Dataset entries
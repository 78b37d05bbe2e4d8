//! Core math modules.

pub mod binomial;
pub mod gamma;
pub mod normal;
pub mod stable;
pub mod zeta;
//! Error taxonomy for power-law fitting.
//!
//! Every failure surfaces at the point of detection as a distinct variant;
//! nothing substitutes a default parameter value. Callers branch on
//! [`PowerLawError::kind`] rather than on message text.
//!
//! Codes are stable and grouped:
//! - 10-19: input validation
//! - 20-29: numerical failures
//! - 30-39: configuration and I/O

use serde::{Deserialize, Serialize};
use std::path::PathBuf;
use thiserror::Error;

/// Result type alias for power-law operations.
pub type Result<T> = std::result::Result<T, PowerLawError>;

/// Inspectable failure category.
#[derive(Debug, Clone, Copy, PartialEq, Eq, Hash, Serialize, Deserialize)]
#[serde(rename_all = "snake_case")]
pub enum ErrorKind {
    /// Malformed input: non-positive cutoff, empty candidate set, zero simulations.
    InvalidParameter,
    /// No observations remain after truncation.
    EmptyData,
    /// The discrete exponent solver missed its tolerance within the iteration cap.
    Convergence,
    /// All retained observations are identical; the exponent is unidentifiable.
    DegenerateData,
    /// Configuration could not be read or failed validation.
    Config,
}

impl std::fmt::Display for ErrorKind {
    fn fmt(&self, f: &mut std::fmt::Formatter<'_>) -> std::fmt::Result {
        match self {
            ErrorKind::InvalidParameter => write!(f, "invalid_parameter"),
            ErrorKind::EmptyData => write!(f, "empty_data"),
            ErrorKind::Convergence => write!(f, "convergence"),
            ErrorKind::DegenerateData => write!(f, "degenerate_data"),
            ErrorKind::Config => write!(f, "config"),
        }
    }
}

/// Unified error type for fitting, bootstrapping and comparison.
#[derive(Error, Debug)]
pub enum PowerLawError {
    // Input validation (10-19)
    #[error("invalid parameter: {message}")]
    InvalidParameter { message: String },

    #[error("no observations in [{xmin}, {xmax}]")]
    EmptyData { xmin: f64, xmax: f64 },

    #[error("degenerate data: {message}")]
    DegenerateData { message: String },

    // Numerical failures (20-29)
    /// `residual` is whatever the solver last measured: a bracket width, a
    /// score, or a gradient norm.
    #[error("solver did not converge after {iterations} iterations (residual {residual:e})")]
    Convergence { iterations: usize, residual: f64 },

    // Configuration and I/O (30-39)
    #[error("configuration error: {message}")]
    Config { message: String },

    #[error("I/O error reading {path}: {source}")]
    Io {
        path: PathBuf,
        #[source]
        source: std::io::Error,
    },
}

impl PowerLawError {
    pub(crate) fn invalid(message: impl Into<String>) -> Self {
        PowerLawError::InvalidParameter {
            message: message.into(),
        }
    }

    pub(crate) fn degenerate(message: impl Into<String>) -> Self {
        PowerLawError::DegenerateData {
            message: message.into(),
        }
    }

    pub(crate) fn config(message: impl Into<String>) -> Self {
        PowerLawError::Config {
            message: message.into(),
        }
    }

    /// Failure category.
    pub fn kind(&self) -> ErrorKind {
        match self {
            PowerLawError::InvalidParameter { .. } => ErrorKind::InvalidParameter,
            PowerLawError::EmptyData { .. } => ErrorKind::EmptyData,
            PowerLawError::DegenerateData { .. } => ErrorKind::DegenerateData,
            PowerLawError::Convergence { .. } => ErrorKind::Convergence,
            PowerLawError::Config { .. } | PowerLawError::Io { .. } => ErrorKind::Config,
        }
    }

    /// Stable numeric code.
    pub fn code(&self) -> u32 {
        match self {
            PowerLawError::InvalidParameter { .. } => 10,
            PowerLawError::EmptyData { .. } => 11,
            PowerLawError::DegenerateData { .. } => 12,
            PowerLawError::Convergence { .. } => 20,
            PowerLawError::Config { .. } => 30,
            PowerLawError::Io { .. } => 31,
        }
    }

    /// Whether retrying with different inputs or settings can succeed.
    ///
    /// Convergence failures may clear with a looser tolerance or a larger
    /// iteration cap; degenerate data never will.
    pub fn is_recoverable(&self) -> bool {
        match self {
            PowerLawError::InvalidParameter { .. } => true,
            PowerLawError::EmptyData { .. } => true,
            PowerLawError::DegenerateData { .. } => false,
            PowerLawError::Convergence { .. } => true,
            PowerLawError::Config { .. } => true,
            PowerLawError::Io { .. } => true,
        }
    }
}
//! Standard normal tail probabilities.
//!
//! `erfc(x) = Q(1/2, x²)` for `x >= 0`, so the normal survival function
//! inherits the tail precision of the incomplete gamma continued fraction.

use super::gamma::{gamma_p, gamma_q};
use std::f64::consts::SQRT_2;

/// Error function.
pub fn erf(x: f64) -> f64 {
    if x.is_nan() {
        return f64::NAN;
    }
    if x == 0.0 {
        return 0.0;
    }
    let magnitude = gamma_p(0.5, x * x);
    if x < 0.0 {
        -magnitude
    } else {
        magnitude
    }
}

/// Complementary error function.
pub fn erfc(x: f64) -> f64 {
    if x.is_nan() {
        return f64::NAN;
    }
    if x < 0.0 {
        return 2.0 - gamma_q(0.5, x * x);
    }
    gamma_q(0.5, x * x)
}

/// Standard normal CDF Φ(z).
pub fn normal_cdf(z: f64) -> f64 {
    if z.is_nan() {
        return f64::NAN;
    }
    0.5 * erfc(-z / SQRT_2)
}

/// Standard normal survival function 1 - Φ(z).
pub fn normal_sf(z: f64) -> f64 {
    if z.is_nan() {
        return f64::NAN;
    }
    0.5 * erfc(z / SQRT_2)
}

/// Natural log of 1 - Φ(z), finite far beyond the point where Φ's tail underflows.
pub fn log_normal_sf(z: f64) -> f64 {
    if z.is_nan() {
        return f64::NAN;
    }
    if z < 30.0 {
        return normal_sf(z).ln();
    }
    // Mills-ratio expansion: 1 - Φ(z) = φ(z)/z · (1 - 1/z² + 3/z⁴ - 15/z⁶ + …)
    let z2 = z * z;
    let series = 1.0 - 1.0 / z2 + 3.0 / (z2 * z2) - 15.0 / (z2 * z2 * z2);
    -0.5 * z2 - z.ln() - 0.5 * (2.0 * std::f64::consts::PI).ln() + series.ln()
}

/// Two-sided tail probability P(|Z| >= |z|).
pub fn normal_two_sided_p(z: f64) -> f64 {
    if z.is_nan() {
        return f64::NAN;
    }
    (2.0 * normal_sf(z.abs())).min(1.0)
}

*Exercise instructions*: Set down every entry once more, exactly as it was written above.

*Problem solution*:
repository 78b37d05bbe2e4d8
//! Core math modules.

pub mod binomial;
pub mod gamma;
pub mod normal;
pub mod stable;
pub mod zeta;
//! Error taxonomy for power-law fitting.
//!
//! Every failure surfaces at the point of detection as a distinct variant;
//! nothing substitutes a default parameter value. Callers branch on
//! [`PowerLawError::kind`] rather than on message text.
//!
//! Codes are stable and grouped:
//! - 10-19: input validation
//! - 20-29: numerical failures
//! - 30-39: configuration and I/O

use serde::{Deserialize, Serialize};
use std::path::PathBuf;
use thiserror::Error;

/// Result type alias for power-law operations.
pub type Result<T> = std::result::Result<T, PowerLawError>;

/// Inspectable failure category.
#[derive(Debug, Clone, Copy, PartialEq, Eq, Hash, Serialize, Deserialize)]
#[serde(rename_all = "snake_case")]
pub enum ErrorKind {
    /// Malformed input: non-positive cutoff, empty candidate set, zero simulations.
    InvalidParameter,
    /// No observations remain after truncation.
    EmptyData,
    /// The discrete exponent solver missed its tolerance within the iteration cap.
    Convergence,
    /// All retained observations are identical; the exponent is unidentifiable.
    DegenerateData,
    /// Configuration could not be read or failed validation.
    Config,
}

impl std::fmt::Display for ErrorKind {
    fn fmt(&self, f: &mut std::fmt::Formatter<'_>) -> std::fmt::Result {
        match self {
            ErrorKind::InvalidParameter => write!(f, "invalid_parameter"),
            ErrorKind::EmptyData => write!(f, "empty_data"),
            ErrorKind::Convergence => write!(f, "convergence"),
            ErrorKind::DegenerateData => write!(f, "degenerate_data"),
            ErrorKind::Config => write!(f, "config"),
        }
    }
}

/// Unified error type for fitting, bootstrapping and comparison.
#[derive(Error, Debug)]
pub enum PowerLawError {
    // Input validation (10-19)
    #[error("invalid parameter: {message}")]
    InvalidParameter { message: String },

    #[error("no observations in [{xmin}, {xmax}]")]
    EmptyData { xmin: f64, xmax: f64 },

    #[error("degenerate data: {message}")]
    DegenerateData { message: String },

    // Numerical failures (20-29)
    /// `residual` is whatever the solver last measured: a bracket width, a
    /// score, or a gradient norm.
    #[error("solver did not converge after {iterations} iterations (residual {residual:e})")]
    Convergence { iterations: usize, residual: f64 },

    // Configuration and I/O (30-39)
    #[error("configuration error: {message}")]
    Config { message: String },

    #[error("I/O error reading {path}: {source}")]
    Io {
        path: PathBuf,
        #[source]
        source: std::io::Error,
    },
}

impl PowerLawError {
    pub(crate) fn invalid(message: impl Into<String>) -> Self {
        PowerLawError::InvalidParameter {
            message: message.into(),
        }
    }

    pub(crate) fn degenerate(message: impl Into<String>) -> Self {
        PowerLawError::DegenerateData {
            message: message.into(),
        }
    }

    pub(crate) fn config(message: impl Into<String>) -> Self {
        PowerLawError::Config {
            message: message.into(),
        }
    }

    /// Failure category.
    pub fn kind(&self) -> ErrorKind {
        match self {
            PowerLawError::InvalidParameter { .. } => ErrorKind::InvalidParameter,
            PowerLawError::EmptyData { .. } => ErrorKind::EmptyData,
            PowerLawError::DegenerateData { .. } => ErrorKind::DegenerateData,
            PowerLawError::Convergence { .. } => ErrorKind::Convergence,
            PowerLawError::Config { .. } | PowerLawError::Io { .. } => ErrorKind::Config,
        }
    }

    /// Stable numeric code.
    pub fn code(&self) -> u32 {
        match self {
            PowerLawError::InvalidParameter { .. } => 10,
            PowerLawError::EmptyData { .. } => 11,
            PowerLawError::DegenerateData { .. } => 12,
            PowerLawError::Convergence { .. } => 20,
            PowerLawError::Config { .. } => 30,
            PowerLawError::Io { .. } => 31,
        }
    }

    /// Whether retrying with different inputs or settings can succeed.
    ///
    /// Convergence failures may clear with a looser tolerance or a larger
    /// iteration cap; degenerate data never will.
    pub fn is_recoverable(&self) -> bool {
        match self {
            PowerLawError::InvalidParameter { .. } => true,
            PowerLawError::EmptyData { .. } => true,
            PowerLawError::DegenerateData { .. } => false,
            PowerLawError::Convergence { .. } => true,
            PowerLawError::Config { .. } => true,
            PowerLawError::Io { .. } => true,
        }
    }
}
//! Standard normal tail probabilities.
//!
//! `erfc(x) = Q(1/2, x²)` for `x >= 0`, so the normal survival function
//! inherits the tail precision of the incomplete gamma continued fraction.

use super::gamma::{gamma_p, gamma_q};
use std::f64::consts::SQRT_2;

/// Error function.
pub fn erf(x: f64) -> f64 {
    if x.is_nan() {
        return f64::NAN;
    }
    if x == 0.0 {
        return 0.0;
    }
    let magnitude = gamma_p(0.5, x * x);
    if x < 0.0 {
        -magnitude
    } else {
        magnitude
    }
}

/// Complementary error function.
pub fn erfc(x: f64) -> f64 {
    if x.is_nan() {
        return f64::NAN;
    }
    if x < 0.0 {
        return 2.0 - gamma_q(0.5, x * x);
    }
    gamma_q(0.5, x * x)
}

/// Standard normal CDF Φ(z).
pub fn normal_cdf(z: f64) -> f64 {
    if z.is_nan() {
        return f64::NAN;
    }
    0.5 * erfc(-z / SQRT_2)
}

/// Standard normal survival function 1 - Φ(z).
pub fn normal_sf(z: f64) -> f64 {
    if z.is_nan() {
        return f64::NAN;
    }
    0.5 * erfc(z / SQRT_2)
}

/// Natural log of 1 - Φ(z), finite far beyond the point where Φ's tail underflows.
pub fn log_normal_sf(z: f64) -> f64 {
    if z.is_nan() {
        return f64::NAN;
    }
    if z < 30.0 {
        return normal_sf(z).ln();
    }
    // Mills-ratio expansion: 1 - Φ(z) = φ(z)/z · (1 - 1/z² + 3/z⁴ - 15/z⁶ + …)
    let z2 = z * z;
    let series = 1.0 - 1.0 / z2 + 3.0 / (z2 * z2) - 15.0 / (z2 * z2 * z2);
    -0.5 * z2 - z.ln() - 0.5 * (2.0 * std::f64::consts::PI).ln() + series.ln()
}

/// Two-sided tail probability P(|Z| >= |z|).
pub fn normal_two_sided_p(z: f64) -> f64 {
    if z.is_nan() {
        return f64::NAN;
    }
    (2.0 * normal_sf(z.abs())).min(1.0)
}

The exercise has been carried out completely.